=== RECORDS FOR THIS TASK ===

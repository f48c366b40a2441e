use std::{fmt, sync::Arc};

use tokio::runtime::Handle;

use crate::{
    completion::{self, Completion},
    executor::RequestExecutor,
    queue, Error, HttpTransport, QueueHandle, QueueOptions, RequestDescriptor, Response, Result,
    RetryPolicy, Transport,
};

/// Queueing, retrying client over a single transport instance.
///
/// Cloning is cheap and clones share the transport and policy. Independent
/// clients never share retry state.
pub struct QueueClient<T = HttpTransport> {
    executor: Arc<RequestExecutor<T>>,
    options: QueueOptions,
}

impl<T> Clone for QueueClient<T> {
    fn clone(&self) -> Self {
        Self {
            executor: Arc::clone(&self.executor),
            options: self.options.clone(),
        }
    }
}

impl<T> fmt::Debug for QueueClient<T> {
    fn fmt(&self, f: &mut fmt::Formatter<'_>) -> fmt::Result {
        f.debug_struct("QueueClient")
            .field("options", &self.options)
            .finish()
    }
}

impl QueueClient<HttpTransport> {
    /// Creates a client over a default `reqwest` transport with default options.
    pub fn new() -> Self {
        Self::with_transport(HttpTransport::new())
    }
}

impl Default for QueueClient<HttpTransport> {
    fn default() -> Self {
        Self::new()
    }
}

impl<T: Transport> QueueClient<T> {
    /// Creates a client over `transport` with default options.
    pub fn with_transport(transport: T) -> Self {
        Self {
            executor: Arc::new(RequestExecutor::with_defaults(Arc::new(transport))),
            options: QueueOptions::default(),
        }
    }

    /// Returns a client with new timeout, backoff and retry options over the
    /// same transport.
    ///
    /// Fails with [`Error::Config`] when the options do
    /// not validate. Requests already submitted keep the policy they started with.
    pub fn with_options(&self, options: QueueOptions) -> Result<Self> {
        let transport = Arc::clone(self.executor.transport());
        let executor = RequestExecutor::new(transport, options.clone())?;
        Ok(Self {
            executor: Arc::new(executor),
            options,
        })
    }

    pub fn options(&self) -> &QueueOptions {
        &self.options
    }

    pub fn policy(&self) -> &RetryPolicy {
        self.executor.policy()
    }

    pub fn transport(&self) -> &T {
        self.executor.transport().as_ref()
    }

    /// Creates a queue for explicit serialization groups.
    pub fn new_queue(&self) -> QueueHandle {
        QueueHandle::new()
    }

    /// Submits a request and returns its deferred result without waiting.
    ///
    /// Requests tagged with a queue run strictly after everything submitted
    /// on that queue before them; untagged requests start immediately.
    /// Outside a Tokio runtime the completion resolves to [`Error::Config`].
    pub fn send(&self, mut descriptor: RequestDescriptor) -> Completion {
        if descriptor.url.trim().is_empty() {
            return Completion::ready(Err(Error::Config("request url is empty".to_owned())));
        }
        if Handle::try_current().is_err() {
            return Completion::ready(Err(Error::Config(
                "send requires a running tokio runtime".to_owned(),
            )));
        }

        let (completer, completion) = completion::channel();
        let target = descriptor.queue.take();
        let job = Arc::clone(&self.executor).job(descriptor, completer);

        match target {
            Some(queue) => queue::enqueue(&queue, job),
            None => queue::dispatch_unqueued(job),
        }
        completion
    }

    /// Submits a request and waits for its terminal outcome.
    pub async fn execute(&self, descriptor: RequestDescriptor) -> Result<Response> {
        self.send(descriptor).await
    }
}

#[cfg(test)]
mod tests {
    use super::QueueClient;
    use crate::{BackoffConfig, Error, QueueOptions, RequestDescriptor};

    #[test]
    fn invalid_options_are_rejected() {
        let result = QueueClient::new().with_options(QueueOptions {
            backoff: BackoffConfig {
                growth_factor: 0.0,
                ..BackoffConfig::default()
            },
            ..QueueOptions::default()
        });
        assert!(matches!(result, Err(Error::Config(_))));
    }

    #[test]
    fn derived_clients_keep_independent_policies() {
        let base = QueueClient::new();
        let tuned = base
            .with_options(QueueOptions {
                backoff: BackoffConfig {
                    max_retries: 9,
                    ..BackoffConfig::default()
                },
                ..QueueOptions::default()
            })
            .expect("options must be valid");

        assert_eq!(base.policy().max_retries(), 5);
        assert_eq!(tuned.policy().max_retries(), 9);
    }

    #[tokio::test]
    async fn empty_url_is_rejected_without_dispatch() {
        let client = QueueClient::new();
        let queue = client.new_queue();
        let err = client
            .execute(RequestDescriptor::get("  ").queue(&queue))
            .await
            .expect_err("empty url must be rejected");
        assert!(matches!(err, Error::Config(_)));
        assert!(queue.is_empty());
    }

    #[test]
    fn send_outside_runtime_resolves_to_config_error() {
        let client = QueueClient::new();
        let queue = client.new_queue();
        let completion = client.send(RequestDescriptor::get("http://localhost/").queue(&queue));
        assert!(queue.is_empty());

        let runtime = tokio::runtime::Builder::new_current_thread()
            .build()
            .expect("runtime must build");
        let err = runtime
            .block_on(completion)
            .expect_err("no runtime was available at send time");
        assert!(matches!(err, Error::Config(_)));
    }

    #[test]
    fn debug_shows_options() {
        let client = QueueClient::new();
        let debug = format!("{client:?}");
        assert!(debug.contains("QueueOptions"));
        assert_eq!(client.policy().max_retries(), 5);
    }
}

===

## [TASK ITEM]
Retrieve all lines from the data that contain the string "execute".

## [EXPECTED ANSWER]
    pub async fn execute(&self, descriptor: RequestDescriptor) -> Result<Response> {
            .execute(RequestDescriptor::get("  ").queue(&queue))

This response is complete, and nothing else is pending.